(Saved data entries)
━━━━━━

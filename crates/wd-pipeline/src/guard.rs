// SPDX-License-Identifier: MIT OR Apache-2.0
//! The degradation guard: refuses to overwrite a richer prior registry
//! artifact with a drastically poorer new one.

use wd_config::DegradationGuardConfig;
use wd_error::{ErrorCode, WdError};

/// A counted comparison between a prior artifact and the one about to
/// replace it.
#[derive(Debug, Clone, Copy, PartialEq, Eq)]
pub struct RichnessComparison {
    /// Number of projects with a linked UUID in the prior artifact.
    pub old_linked_count: usize,
    /// Number of projects with a linked UUID in the new artifact.
    pub new_linked_count: usize,
    /// Number of projects known to the GitHub inventory in the prior artifact.
    pub old_github_count: usize,
    /// Number of projects known to the GitHub inventory in the new artifact.
    pub new_github_count: usize,
}

/// What the guard decided.
#[derive(Debug, Clone, Copy, PartialEq, Eq)]
pub enum GuardOutcome {
    /// The save may proceed without reservation.
    Allowed,
    /// The save may proceed, but the new artifact is meaningfully poorer
    /// than the old one by GitHub-linked count.
    AllowedWithWarning,
}

/// Evaluate the degradation guard for a prospective save.
///
/// Two thresholds:
/// a hard block when linked-project count drops from some positive number to
/// zero (unless `force` is set), and an advisory warning when the new
/// GitHub-linked count falls under `1 / warn_shrink_factor` of the old one
/// and the old count was large enough to be meaningful.
///
/// # Errors
///
/// Returns [`ErrorCode::PolicyDegradationGuardTriggered`] when the hard block
/// fires and `force` is `false`.
pub fn check_degradation(
    config: &DegradationGuardConfig,
    comparison: RichnessComparison,
    force: bool,
) -> Result<GuardOutcome, WdError> {
    let RichnessComparison {
        old_linked_count,
        new_linked_count,
        old_github_count,
        new_github_count,
    } = comparison;

    if config.block_on_zero_linked && old_linked_count > 0 && new_linked_count == 0 && !force {
        return Err(WdError::new(
            ErrorCode::PolicyDegradationGuardTriggered,
            "refusing to save a registry with zero linked projects over one that had linked projects",
        )
        .with_context("old_linked_count", old_linked_count)
        .with_context("new_linked_count", new_linked_count));
    }

    const MEANINGFUL_OLD_GITHUB_COUNT: usize = 5;
    let shrank_past_threshold = old_github_count > MEANINGFUL_OLD_GITHUB_COUNT
        && (new_github_count as f64) < (old_github_count as f64) / config.warn_shrink_factor;

    if shrank_past_threshold {
        Ok(GuardOutcome::AllowedWithWarning)
    } else {
        Ok(GuardOutcome::Allowed)
    }
}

━━━━━━

In the entries above, count the lines that contain the string "GuardOutcome" and reply with the number only.

» WRITTEN RESPONSE
4